Je parie que le fils de M. de B[ray] lira tout au plus une vingtaine de pages qui présentent l’explication des parties des plantes, et que l’on trouve partout ailleurs ; il fera l’entendu près des femmes et des ignorants en parlant de corolle, d’étamines, de pétioles, de bractées, etc. ; il dormira sur le reste du livre, si même il s’avise de le feuilleter jusqu’au bout, et finira par ne rien apprendre de cela comme d’autre chose. Il faut avouer que, s’il y a des sujets qui ne savent jamais rien, c’est qu’aussi bien souvent on s’y prend mal pour leur montrer quelque chose.

Ce sera l’histoire des enfants de tous les pères qui, tels que ce bon M. de B[ray][1], trop occupés d’amasser beaucoup de bien à leur progéniture, ne se mettent pas en état de lui donner rien autre. Avec ses fiefs et ses revenus, le jeune de B[ray] ira à la chasse, gourmander les paysans, fera maussadement l’homme d’importance et mourra d’ennui toute sa vie, sans rien produire qu’une race de sots inutiles comme lui. Si j’étais atteinte de l’envie d’être riche, tous ces gens-là m’en guériraient par la peur de leur ressembler.

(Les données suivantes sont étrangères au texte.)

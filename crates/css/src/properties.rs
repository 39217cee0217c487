//! CSS Property Tables
//!
//! Element capability whitelist and shorthand/longhand relationships used
//! to detect declarations that could silently override each other.

/// Elements a restricted property may be used on, `None` if unrestricted
pub fn allowed_elements(property: &str) -> Option<&'static [&'static str]> {
    const TABLE: &[&str] = &["table"];
    const TABLE_CELLS: &[&str] = &["td", "th"];
    const LISTS: &[&str] = &["ul", "ol", "li"];
    const REPLACED: &[&str] = &["img", "video", "iframe", "embed", "object", "canvas"];

    match property.to_ascii_lowercase().as_str() {
        "table-layout" |
        "border-collapse" |
        "border-spacing" |
        "caption-side" => Some(TABLE),

        "empty-cells" => Some(TABLE_CELLS),

        "list-style" |
        "list-style-type" |
        "list-style-position" |
        "list-style-image" => Some(LISTS),

        "object-fit" |
        "object-position" => Some(REPLACED),

        _ => None,
    }
}

/// Check whether `element` may use `property`
pub fn element_can_use(element: &str, property: &str) -> bool {
    match allowed_elements(property) {
        Some(elements) => elements.iter().any(|e| e.eq_ignore_ascii_case(element)),
        None => true,
    }
}

/// Longhands a shorthand resets when it is declared
pub fn longhands_of(shorthand: &str) -> &'static [&'static str] {
    match shorthand.to_ascii_lowercase().as_str() {
        "margin" => &["margin-top", "margin-right", "margin-bottom", "margin-left"],
        "padding" => &["padding-top", "padding-right", "padding-bottom", "padding-left"],
        "inset" => &["top", "right", "bottom", "left"],
        "border" => &[
            "border-top",
            "border-right",
            "border-bottom",
            "border-left",
            "border-width",
            "border-style",
            "border-color",
            "border-top-width",
            "border-right-width",
            "border-bottom-width",
            "border-left-width",
            "border-top-style",
            "border-right-style",
            "border-bottom-style",
            "border-left-style",
            "border-top-color",
            "border-right-color",
            "border-bottom-color",
            "border-left-color",
        ],
        "border-top" => &["border-top-width", "border-top-style", "border-top-color"],
        "border-right" => &["border-right-width", "border-right-style", "border-right-color"],
        "border-bottom" => &["border-bottom-width", "border-bottom-style", "border-bottom-color"],
        "border-left" => &["border-left-width", "border-left-style", "border-left-color"],
        "border-width" => &[
            "border-top-width",
            "border-right-width",
            "border-bottom-width",
            "border-left-width",
        ],
        "border-style" => &[
            "border-top-style",
            "border-right-style",
            "border-bottom-style",
            "border-left-style",
        ],
        "border-color" => &[
            "border-top-color",
            "border-right-color",
            "border-bottom-color",
            "border-left-color",
        ],
        "border-radius" => &[
            "border-top-left-radius",
            "border-top-right-radius",
            "border-bottom-right-radius",
            "border-bottom-left-radius",
        ],
        "outline" => &["outline-color", "outline-style", "outline-width"],
        "background" => &[
            "background-color",
            "background-image",
            "background-repeat",
            "background-position",
            "background-size",
            "background-attachment",
            "background-origin",
            "background-clip",
        ],
        "font" => &[
            "font-style",
            "font-variant",
            "font-weight",
            "font-stretch",
            "font-size",
            "line-height",
            "font-family",
        ],
        "list-style" => &["list-style-type", "list-style-position", "list-style-image"],
        "overflow" => &["overflow-x", "overflow-y"],
        "flex" => &["flex-grow", "flex-shrink", "flex-basis"],
        "flex-flow" => &["flex-direction", "flex-wrap"],
        "gap" => &["row-gap", "column-gap"],
        "place-items" => &["align-items", "justify-items"],
        "place-content" => &["align-content", "justify-content"],
        "place-self" => &["align-self", "justify-self"],
        "grid-area" => &["grid-row-start", "grid-column-start", "grid-row-end", "grid-column-end"],
        "grid-row" => &["grid-row-start", "grid-row-end"],
        "grid-column" => &["grid-column-start", "grid-column-end"],
        "grid-template" => &["grid-template-rows", "grid-template-columns", "grid-template-areas"],
        "columns" => &["column-width", "column-count"],
        "text-decoration" => &[
            "text-decoration-line",
            "text-decoration-color",
            "text-decoration-style",
            "text-decoration-thickness",
        ],
        "transition" => &[
            "transition-property",
            "transition-duration",
            "transition-timing-function",
            "transition-delay",
        ],
        "animation" => &[
            "animation-name",
            "animation-duration",
            "animation-timing-function",
            "animation-delay",
            "animation-iteration-count",
            "animation-direction",
            "animation-fill-mode",
            "animation-play-state",
        ],
        _ => &[],
    }
}

/// Check whether declaring `shorthand` resets `longhand`
pub fn overrides(shorthand: &str, longhand: &str) -> bool {
    longhands_of(shorthand)
        .iter()
        .any(|l| l.eq_ignore_ascii_case(longhand))
}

Tu as reçu, avec mes lettres pour Villefranche, celles pour Longpont,

  1. Le bon M. de Bray collectionnait les places. — Voir Inventaire de la Somme, C. 9. fol. 82, année 1779 : « Lettre de M. de Bray de Flesselles à l’Intendant, demandant les places de M. Duchaussoy, au cas où celui-ci viendrait à mourir. »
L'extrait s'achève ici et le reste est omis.